Category Archives: Thanksgiving

A “What If?” Thanksgiving…

Coming up with a clever, catchy “Thanksgiving Day” post can be a little like trying to re-write Gone With The Wind.  Ya just can’t improve on a classic.  I wasn’t even going to try this year.  Frankly, I was kinda “Thanksgiving-ed” out by yesterday.

Although Thanksgiving is traditionally family-oriented and a time to reunite with loved ones and gather around a roast turkey the size of Rhode Island, that’s not how our Thanksgivings typically run.  Parents on both sides have gone on to glory.  We live more than 1,000 miles from our nearest family members.  The rest are flung to the four winds, spread out across the country.  So weren’t not able to get together as often as we’d like, and almost never on Thanksgiving.   Since  my husband is in retail, Thanksgiving weekend is just another work weekend as the store struggles to stay in the black and hopes for a bang-up Christmas season.

So our Thanksgivings are a little… shall we say, “non-Norman Rockwellish”?   (After dinner, our immediate family usually gathers in the living room with pie and hot chocolate  and watches either A Day for Thanks on Walton’s Mountain or It’s A Wonderful Life.  Sometimes both.)

A quick look around “Thanksgiving” in the blogosphere usually brings up something like: “What are you doing for Thanksgiving?” Or “How many people are you having over?”  “Are you traveling this Thanksgiving?”  “Who’s going to win the football game?” Or the well-worn classic, “What are you thankful for?”

Not to reiterate the obvious, but Thanksgiving is a holiday set aside to, uh… “give thanks.”  Count our blessings.  Lift our eyes off our self-soaked lives and look up to the Father of every good gift.  All well and good.

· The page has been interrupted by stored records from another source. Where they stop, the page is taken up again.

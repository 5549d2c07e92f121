//! Status subresource management for PostgresCluster resources
//!
//! The status is composed purely from the outcome of a pass and written only
//! when it differs from what is stored. Writes carry the resourceVersion the
//! pass started from, so a concurrent writer makes the patch fail with a
//! conflict instead of silently overwriting the switch record.

use chrono::{DateTime, Utc};
use kube::api::{Patch, PatchParams};
use kube::{Api, ResourceExt};
use tracing::debug;

use crate::controller::Context;
use crate::controller::condition::{ConditionReporter, SwitchOutcome, condition_applies};
use crate::controller::error::Result;
use crate::controller::switchover::PassOutcome;
use crate::crd::{Condition, PostgresCluster, PostgresClusterStatus};

/// Field manager used for status writes
pub const FIELD_MANAGER: &str = "replica-switch-operator";

/// Compose the status a pass leaves behind
///
/// The switch condition is only touched for clusters it applies to; other
/// conditions on the resource are carried over untouched.
pub fn compose_status(
    cluster: &PostgresCluster,
    pass: &PassOutcome,
    now: DateTime<Utc>,
) -> PostgresClusterStatus {
    let conditions = existing_conditions(cluster, &pass.outcome, now);
    PostgresClusterStatus {
        switch: Some(pass.record.clone()),
        current_primary: pass.topology.current_primary().map(|p| p.to_string()),
        instance_names: pass
            .topology
            .instances()
            .iter()
            .map(|id| id.to_string())
            .collect(),
        ready_instances: i32::try_from(pass.topology.ready_instances()).unwrap_or(i32::MAX),
        observed_generation: cluster.metadata.generation,
        conditions,
    }
}

/// Compose the status for a pass that could not run
///
/// Everything but the switch condition stays as stored.
pub fn compose_failure(
    cluster: &PostgresCluster,
    outcome: &SwitchOutcome,
    now: DateTime<Utc>,
) -> PostgresClusterStatus {
    let mut status = cluster.status.clone().unwrap_or_default();
    status.conditions = existing_conditions(cluster, outcome, now);
    status.observed_generation = cluster.metadata.generation;
    status
}

fn existing_conditions(
    cluster: &PostgresCluster,
    outcome: &SwitchOutcome,
    now: DateTime<Utc>,
) -> Vec<Condition> {
    let existing = cluster
        .status
        .as_ref()
        .map(|s| s.conditions.clone())
        .unwrap_or_default();
    if !condition_applies(cluster) {
        return existing;
    }

    let mut reporter = ConditionReporter::from_existing(existing, cluster.metadata.generation);
    reporter.set_condition(outcome, now);
    reporter.build()
}

/// Whether persisting `next` would change the stored status
pub fn status_changed(current: Option<&PostgresClusterStatus>, next: &PostgresClusterStatus) -> bool {
    match current {
        Some(current) => current != next,
        None => true,
    }
}

/// Status manager for PostgresCluster resources
pub struct StatusManager<'a> {
    cluster: &'a PostgresCluster,
    ctx: &'a Context,
    ns: &'a str,
}

impl<'a> StatusManager<'a> {
    /// Create a new status manager
    pub fn new(cluster: &'a PostgresCluster, ctx: &'a Context, ns: &'a str) -> Self {
        Self { cluster, ctx, ns }
    }

    /// Persist `status` if it differs from the stored one
    ///
    /// Returns whether a write happened. A conflicting concurrent write
    /// surfaces as a 409 `KubeError`.
    pub async fn update(&self, status: PostgresClusterStatus) -> Result<bool> {
        let name = self.cluster.name_any();
        if !status_changed(self.cluster.status.as_ref(), &status) {
            debug!(name = %name, "Status unchanged, skipping write");
            return Ok(false);
        }

        let api: Api<PostgresCluster> = Api::namespaced(self.ctx.client.clone(), self.ns);
        let patch = status_patch(self.cluster.resource_version(), &status);

        api.patch_status(
            &name,
            &PatchParams::apply(FIELD_MANAGER),
            &Patch::Merge(&patch),
        )
        .await?;

        Ok(true)
    }
}

/// Merge patch body, guarded by the resourceVersion when one is known
///
/// Unset optional fields are sent as `null`, which removes them from the
/// stored status.
pub fn status_patch(
    resource_version: Option<String>,
    status: &PostgresClusterStatus,
) -> serde_json::Value {
    match resource_version {
        Some(version) => serde_json::json!({
            "metadata": { "resourceVersion": version },
            "status": status
        }),
        None => serde_json::json!({ "status": status }),
    }
}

So why did I resist taking that route this year?  That route is easy.  Comfortable.  Expected.  It’s also a little … canned.  Predictable.  Rote?  Is that what Thanksgiving has turned into – “giving thanks” by rote – because we’re supposed to?

Lord, have mercy.

So this Thanksgiving, when some of us are still working off that third slice of pumpkin pie or that extra serving of gravy and mashed potatoes that we needed like a hole in the head, how ’bout launching into “thanksgiving mode” year-round instead of just the last part of November?  Rather than relegating thanks-giving to one season or weekend a year, what if we took the first five minutes of each day to lift our hearts to God in honest thanks?  What if we went through each twenty-hour stretch looking for at least one thing, person, or event for which we can be grateful? I don’t mean Pollyanna or pie-in-the-sky bye-and-bye syrupy stuff.  I mean something that requires alertness, deliberation, and exercising our “thankfulness muscles.”  Examples:

– “Lord, thank you for the 39th straight day of rain, a roof that doesn’t leak and the promise of an extra-green spring.”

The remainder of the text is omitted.